Вера начала менять плохие мысли на позитив, что все хорошо, просто она заснула, проспала, завтра утром позвонит. Вера видела ее в своих мыслях, что она лежит на диване, спит, живая. Мама ей утром перезванивала. Так же было и утром, если она не звонила ей в назначенное время, в 10 часов утра, Вера раньше сильно переживала, звонит, она не берет трубку, значит что-то случилось.

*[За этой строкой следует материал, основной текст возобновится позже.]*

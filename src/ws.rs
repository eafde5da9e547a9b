//! WebSocket transport for the notification bridge.
//!
//! Keeps `tokio-tungstenite` types out of the bridge. [`connect`] opens an
//! authenticated session socket and hands back independent
//! ([`WsWriter`], [`WsReader`]) halves for use in `tokio::select!` loops.

// Rust guideline compliant 2026-02

use std::time::Duration;

use anyhow::{Context, Result};
use futures_util::stream::{SplitSink, SplitStream};
use futures_util::{SinkExt, StreamExt};
use tokio_tungstenite::tungstenite::client::IntoClientRequest;
use tokio_tungstenite::tungstenite::http::HeaderValue;
use tokio_tungstenite::tungstenite::Message;
use tokio_tungstenite::{MaybeTlsStream, WebSocketStream};

use crate::constants;

type Socket = WebSocketStream<MaybeTlsStream<tokio::net::TcpStream>>;

/// Credentials presented in the WebSocket handshake.
#[derive(Clone, Copy)]
pub struct SessionHeaders<'a> {
    /// Sent as the `application_id` header.
    pub application_id: &'a str,
    /// Sent as the `session_token` header.
    pub session_token: &'a str,
}

impl std::fmt::Debug for SessionHeaders<'_> {
    fn fmt(&self, f: &mut std::fmt::Formatter<'_>) -> std::fmt::Result {
        f.debug_struct("SessionHeaders")
            .field("application_id", &self.application_id)
            .field("session_token", &"<redacted>")
            .finish()
    }
}

/// Frame read from the bridge socket. Pongs are absorbed.
#[derive(Debug, PartialEq, Eq)]
pub enum Inbound {
    /// UTF-8 text frame.
    Text(String),
    /// Binary frame.
    Binary(Vec<u8>),
    /// Ping that should be answered with [`WsWriter::pong`].
    Ping(Vec<u8>),
    /// Peer closed the socket.
    Closed {
        /// Close code; 1005 when the peer sent none.
        code: u16,
        /// Close reason, possibly empty.
        reason: String,
    },
}

/// Write half of a bridge socket.
#[derive(Debug)]
pub struct WsWriter {
    sink: SplitSink<Socket, Message>,
}

impl WsWriter {
    /// Sends one text frame.
    pub async fn send_text(&mut self, text: &str) -> Result<()> {
        self.sink
            .send(Message::Text(text.to_owned()))
            .await
            .context("failed to send text frame")
    }

    /// Answers a ping.
    pub async fn pong(&mut self, payload: Vec<u8>) -> Result<()> {
        self.sink
            .send(Message::Pong(payload))
            .await
            .context("failed to send pong")
    }

    /// Sends a close frame and shuts the sink.
    pub async fn close(&mut self) -> Result<()> {
        self.sink.close().await.context("failed to close socket")
    }
}

/// Read half of a bridge socket.
#[derive(Debug)]
pub struct WsReader {
    stream: SplitStream<Socket>,
}

impl WsReader {
    /// Next frame, or `None` once the stream is exhausted.
    pub async fn next_inbound(&mut self) -> Option<Result<Inbound>> {
        while let Some(message) = self.stream.next().await {
            let inbound = match message {
                Ok(Message::Text(text)) => Inbound::Text(text),
                Ok(Message::Binary(data)) => Inbound::Binary(data),
                Ok(Message::Ping(data)) => Inbound::Ping(data),
                Ok(Message::Close(frame)) => {
                    let (code, reason) = frame.map_or((1005, String::new()), |frame| {
                        (u16::from(frame.code), frame.reason.into_owned())
                    });
                    Inbound::Closed { code, reason }
                }
                Ok(Message::Pong(_) | Message::Frame(_)) => continue,
                Err(e) => return Some(Err(anyhow::Error::new(e).context("socket read failed"))),
            };
            return Some(Ok(inbound));
        }
        None
    }
}

/// Opens a bridge socket at `endpoint` with the session headers attached.
///
/// `endpoint` may use `http(s)` or `ws(s)`. The handshake, TLS included,
/// must finish within `timeout`.
pub async fn connect(
    endpoint: &str,
    session: SessionHeaders<'_>,
    timeout: Duration,
) -> Result<(WsWriter, WsReader)> {
    let url = socket_url(endpoint)?;
    let mut request = url
        .as_str()
        .into_client_request()
        .with_context(|| format!("cannot build handshake for {url}"))?;

    let headers = request.headers_mut();
    headers.insert(
        constants::APPLICATION_ID_HEADER,
        HeaderValue::from_str(session.application_id).context("application id is not a valid header value")?,
    );
    headers.insert(
        constants::SESSION_TOKEN_HEADER,
        HeaderValue::from_str(session.session_token).context("session token is not a valid header value")?,
    );

    let (socket, response) = tokio::time::timeout(timeout, tokio_tungstenite::connect_async(request))
        .await
        .map_err(|_elapsed| anyhow::anyhow!("bridge handshake timed out after {timeout:?}"))?
        .with_context(|| format!("bridge handshake with {url} failed"))?;
    log::debug!("[Bridge] Handshake completed with HTTP {}", response.status());

    let (sink, stream) = socket.split();
    Ok((WsWriter { sink }, WsReader { stream }))
}

/// Maps `http`/`https` endpoints to `ws`/`wss`. Other schemes are rejected.
pub fn socket_url(endpoint: &str) -> Result<url::Url> {
    let mut url = url::Url::parse(endpoint).with_context(|| format!("invalid bridge endpoint: {endpoint}"))?;
    let scheme = match url.scheme() {
        "http" | "ws" => "ws",
        "https" | "wss" => "wss",
        other => anyhow::bail!("unsupported bridge endpoint scheme `{other}`"),
    };
    if url.scheme() != scheme && url.set_scheme(scheme).is_err() {
        anyhow::bail!("cannot use {scheme} for bridge endpoint {endpoint}");
    }
    Ok(url)
}

#[cfg(test)]
mod tests {
    use super::*;

    const TIMEOUT: Duration = Duration::from_secs(2);

    fn session() -> SessionHeaders<'static> {
        SessionHeaders {
            application_id: "app-1",
            session_token: "tok-1",
        }
    }

    #[test]
    fn test_socket_url_maps_http_schemes() {
        assert_eq!(
            socket_url("https://acs.example.com/bridge").unwrap().as_str(),
            "wss://acs.example.com/bridge"
        );
        assert_eq!(
            socket_url("http://localhost:8080/bridge").unwrap().as_str(),
            "ws://localhost:8080/bridge"
        );
    }

    #[test]
    fn test_socket_url_keeps_ws_schemes_and_query() {
        assert_eq!(
            socket_url("wss://acs.example.com/bridge?next=https://x").unwrap().as_str(),
            "wss://acs.example.com/bridge?next=https://x"
        );
        assert_eq!(socket_url("ws://localhost/b").unwrap().as_str(), "ws://localhost/b");
    }

    #[test]
    fn test_socket_url_rejects_other_schemes() {
        assert!(socket_url("ftp://acs.example.com/bridge").is_err());
        assert!(socket_url("not-a-url").is_err());
    }

    #[test]
    fn test_session_headers_debug_hides_token() {
        let debug = format!("{:?}", session());
        assert!(debug.contains("app-1"));
        assert!(!debug.contains("tok-1"));
    }

    #[tokio::test]
    async fn test_connect_rejects_invalid_token_value() {
        let bad = SessionHeaders {
            application_id: "app-1",
            session_token: "a\nb",
        };
        let err = connect("ws://127.0.0.1:1/bridge", bad, TIMEOUT).await.unwrap_err();
        assert!(format!("{err:#}").contains("session token"));
    }

    #[tokio::test]
    async fn test_connect_unreachable_host_fails() {
        assert!(connect("ws://127.0.0.1:1/bridge", session(), TIMEOUT).await.is_err());
    }
}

Она начинала паниковать, страдать, нервничать.

Вера начинала менять свои мысли, она думала, мама утром встала, сходила в туалет, помолилась, прилегла, заснула и не слышит. У нее же плохой слух, или света нет, или телефон не работает. Это нужно не только думать, это нужно видеть в своей голове, визуализировать.

Потому Вера так сказала маме, она будет знать, что ей еще жить 2-3 года, она на это настроится, будет спокойно жить и не дергаться. А дальше, как Бог даст.